- [Aim of the exercise]: Look through the material beneath and copy each line with the word "overwritten".
----------
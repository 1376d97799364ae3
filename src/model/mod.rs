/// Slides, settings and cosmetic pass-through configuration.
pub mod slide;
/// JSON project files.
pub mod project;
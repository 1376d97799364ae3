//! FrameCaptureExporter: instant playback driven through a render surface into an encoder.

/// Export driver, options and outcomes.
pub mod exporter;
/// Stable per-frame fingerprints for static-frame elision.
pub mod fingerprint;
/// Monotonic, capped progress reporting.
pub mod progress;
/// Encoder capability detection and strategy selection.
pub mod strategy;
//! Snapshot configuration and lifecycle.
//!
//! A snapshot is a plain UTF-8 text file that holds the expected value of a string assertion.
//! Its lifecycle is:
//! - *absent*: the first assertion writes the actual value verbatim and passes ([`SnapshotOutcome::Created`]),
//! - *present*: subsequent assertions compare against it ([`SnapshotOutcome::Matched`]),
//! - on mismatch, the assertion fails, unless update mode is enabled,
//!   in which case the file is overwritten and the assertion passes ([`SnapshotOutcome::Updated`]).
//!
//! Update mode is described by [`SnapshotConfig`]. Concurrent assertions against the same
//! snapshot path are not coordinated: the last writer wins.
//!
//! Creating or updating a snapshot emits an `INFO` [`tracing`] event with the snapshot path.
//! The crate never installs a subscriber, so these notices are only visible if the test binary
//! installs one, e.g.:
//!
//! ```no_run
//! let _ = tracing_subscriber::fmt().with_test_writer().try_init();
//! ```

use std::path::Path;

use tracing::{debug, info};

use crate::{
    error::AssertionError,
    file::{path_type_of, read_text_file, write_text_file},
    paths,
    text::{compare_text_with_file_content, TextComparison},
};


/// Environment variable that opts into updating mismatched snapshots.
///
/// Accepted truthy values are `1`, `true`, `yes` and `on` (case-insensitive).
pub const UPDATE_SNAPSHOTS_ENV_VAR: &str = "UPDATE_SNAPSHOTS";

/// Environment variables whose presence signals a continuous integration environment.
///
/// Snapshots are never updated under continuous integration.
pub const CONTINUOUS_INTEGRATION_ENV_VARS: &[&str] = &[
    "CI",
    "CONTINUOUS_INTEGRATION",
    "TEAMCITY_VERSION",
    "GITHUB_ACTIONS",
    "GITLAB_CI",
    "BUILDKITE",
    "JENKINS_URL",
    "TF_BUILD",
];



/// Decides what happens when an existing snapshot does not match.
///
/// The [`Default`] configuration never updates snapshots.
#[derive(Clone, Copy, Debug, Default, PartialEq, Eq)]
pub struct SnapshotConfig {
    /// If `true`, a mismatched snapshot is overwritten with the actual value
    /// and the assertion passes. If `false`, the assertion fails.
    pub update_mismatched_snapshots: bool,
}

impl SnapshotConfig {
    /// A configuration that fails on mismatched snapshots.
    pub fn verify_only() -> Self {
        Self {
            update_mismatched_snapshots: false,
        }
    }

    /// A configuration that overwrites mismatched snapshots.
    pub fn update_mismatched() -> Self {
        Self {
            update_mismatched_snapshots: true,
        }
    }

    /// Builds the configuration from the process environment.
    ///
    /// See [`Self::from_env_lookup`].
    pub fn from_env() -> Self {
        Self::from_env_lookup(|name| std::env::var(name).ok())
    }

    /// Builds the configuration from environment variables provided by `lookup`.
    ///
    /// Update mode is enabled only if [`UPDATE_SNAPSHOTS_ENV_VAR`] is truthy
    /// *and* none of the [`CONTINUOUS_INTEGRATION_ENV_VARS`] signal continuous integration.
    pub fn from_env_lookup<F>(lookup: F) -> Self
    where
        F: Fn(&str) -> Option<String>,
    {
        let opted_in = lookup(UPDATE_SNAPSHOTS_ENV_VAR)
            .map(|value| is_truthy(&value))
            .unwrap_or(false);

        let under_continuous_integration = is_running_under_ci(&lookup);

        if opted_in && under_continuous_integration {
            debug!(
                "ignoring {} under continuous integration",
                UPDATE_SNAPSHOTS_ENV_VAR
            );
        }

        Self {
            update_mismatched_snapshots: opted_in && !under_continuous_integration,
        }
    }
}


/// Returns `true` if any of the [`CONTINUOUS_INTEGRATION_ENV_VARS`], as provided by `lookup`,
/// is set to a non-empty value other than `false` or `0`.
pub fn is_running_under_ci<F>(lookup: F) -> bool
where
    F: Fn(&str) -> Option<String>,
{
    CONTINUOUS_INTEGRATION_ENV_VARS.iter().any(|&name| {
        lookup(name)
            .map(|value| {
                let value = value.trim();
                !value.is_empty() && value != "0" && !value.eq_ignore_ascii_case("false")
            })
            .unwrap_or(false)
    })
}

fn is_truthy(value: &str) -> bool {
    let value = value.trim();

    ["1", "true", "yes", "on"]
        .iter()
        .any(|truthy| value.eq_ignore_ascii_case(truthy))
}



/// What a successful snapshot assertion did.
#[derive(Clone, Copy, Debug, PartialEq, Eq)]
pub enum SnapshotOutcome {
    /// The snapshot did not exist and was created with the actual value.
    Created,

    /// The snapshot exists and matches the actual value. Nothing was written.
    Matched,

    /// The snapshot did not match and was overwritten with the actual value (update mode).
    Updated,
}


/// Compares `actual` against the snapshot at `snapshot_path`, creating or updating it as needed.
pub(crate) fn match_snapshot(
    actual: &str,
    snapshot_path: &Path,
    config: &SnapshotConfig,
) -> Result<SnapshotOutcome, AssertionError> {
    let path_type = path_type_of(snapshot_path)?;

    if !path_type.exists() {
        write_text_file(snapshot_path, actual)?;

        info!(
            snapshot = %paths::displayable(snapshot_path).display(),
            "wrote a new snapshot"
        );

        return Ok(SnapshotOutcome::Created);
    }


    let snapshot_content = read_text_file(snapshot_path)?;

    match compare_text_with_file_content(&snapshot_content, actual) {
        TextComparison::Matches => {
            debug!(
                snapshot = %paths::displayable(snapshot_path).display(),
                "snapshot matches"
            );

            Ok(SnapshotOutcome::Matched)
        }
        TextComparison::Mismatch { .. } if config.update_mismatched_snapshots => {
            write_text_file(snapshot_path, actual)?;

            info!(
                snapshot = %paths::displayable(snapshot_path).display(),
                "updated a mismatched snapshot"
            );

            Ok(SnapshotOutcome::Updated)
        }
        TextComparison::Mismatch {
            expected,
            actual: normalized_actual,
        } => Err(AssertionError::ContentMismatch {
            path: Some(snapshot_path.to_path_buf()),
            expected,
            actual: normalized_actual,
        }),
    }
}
----------
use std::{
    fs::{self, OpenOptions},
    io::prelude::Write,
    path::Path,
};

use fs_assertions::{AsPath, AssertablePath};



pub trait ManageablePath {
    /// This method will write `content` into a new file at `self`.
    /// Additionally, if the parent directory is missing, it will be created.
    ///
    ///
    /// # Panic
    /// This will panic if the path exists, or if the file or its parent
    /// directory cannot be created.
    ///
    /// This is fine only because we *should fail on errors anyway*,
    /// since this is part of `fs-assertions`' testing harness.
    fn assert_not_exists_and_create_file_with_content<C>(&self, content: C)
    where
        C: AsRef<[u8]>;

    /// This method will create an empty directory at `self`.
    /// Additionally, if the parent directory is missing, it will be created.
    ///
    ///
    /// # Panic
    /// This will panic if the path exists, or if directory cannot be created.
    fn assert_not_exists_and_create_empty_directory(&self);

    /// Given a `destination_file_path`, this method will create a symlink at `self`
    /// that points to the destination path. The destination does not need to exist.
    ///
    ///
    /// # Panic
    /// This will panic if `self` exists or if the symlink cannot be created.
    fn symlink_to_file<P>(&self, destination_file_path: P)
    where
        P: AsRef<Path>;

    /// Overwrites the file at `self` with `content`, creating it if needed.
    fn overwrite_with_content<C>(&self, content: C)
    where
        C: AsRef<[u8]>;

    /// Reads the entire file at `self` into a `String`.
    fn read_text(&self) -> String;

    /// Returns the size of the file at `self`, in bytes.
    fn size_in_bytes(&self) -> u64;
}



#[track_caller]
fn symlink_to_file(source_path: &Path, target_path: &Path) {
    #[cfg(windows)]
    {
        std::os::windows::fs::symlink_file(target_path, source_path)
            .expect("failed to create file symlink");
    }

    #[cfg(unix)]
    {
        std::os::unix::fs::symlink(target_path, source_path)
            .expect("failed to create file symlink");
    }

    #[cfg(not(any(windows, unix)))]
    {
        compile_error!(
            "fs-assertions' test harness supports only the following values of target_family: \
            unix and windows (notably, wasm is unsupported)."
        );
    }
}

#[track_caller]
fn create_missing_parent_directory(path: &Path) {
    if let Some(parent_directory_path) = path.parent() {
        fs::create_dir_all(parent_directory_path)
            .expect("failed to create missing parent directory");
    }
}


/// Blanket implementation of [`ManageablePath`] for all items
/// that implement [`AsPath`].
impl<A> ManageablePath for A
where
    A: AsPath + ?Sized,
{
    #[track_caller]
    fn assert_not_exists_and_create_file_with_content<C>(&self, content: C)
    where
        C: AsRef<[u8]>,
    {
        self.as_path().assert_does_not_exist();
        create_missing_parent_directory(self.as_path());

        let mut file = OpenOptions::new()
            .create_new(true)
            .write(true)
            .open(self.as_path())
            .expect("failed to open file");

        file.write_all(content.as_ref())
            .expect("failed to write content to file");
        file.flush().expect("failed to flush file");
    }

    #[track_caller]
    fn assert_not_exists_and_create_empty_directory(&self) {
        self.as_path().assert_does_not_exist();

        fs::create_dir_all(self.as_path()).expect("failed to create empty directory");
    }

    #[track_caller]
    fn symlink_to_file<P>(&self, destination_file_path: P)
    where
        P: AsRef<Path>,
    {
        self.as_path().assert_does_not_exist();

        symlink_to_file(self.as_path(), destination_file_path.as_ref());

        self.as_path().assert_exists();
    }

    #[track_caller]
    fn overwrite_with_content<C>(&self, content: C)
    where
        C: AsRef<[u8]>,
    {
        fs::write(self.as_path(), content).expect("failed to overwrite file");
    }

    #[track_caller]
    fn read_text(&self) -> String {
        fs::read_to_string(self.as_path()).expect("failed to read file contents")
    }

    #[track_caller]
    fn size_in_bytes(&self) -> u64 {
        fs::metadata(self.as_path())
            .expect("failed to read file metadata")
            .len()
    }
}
----------
- [Response for this exercise]:
//!   in which case the file is overwritten and the assertion passes ([`SnapshotOutcome::Updated`]).
    /// If `true`, a mismatched snapshot is overwritten with the actual value
    /// The snapshot did not match and was overwritten with the actual value (update mode).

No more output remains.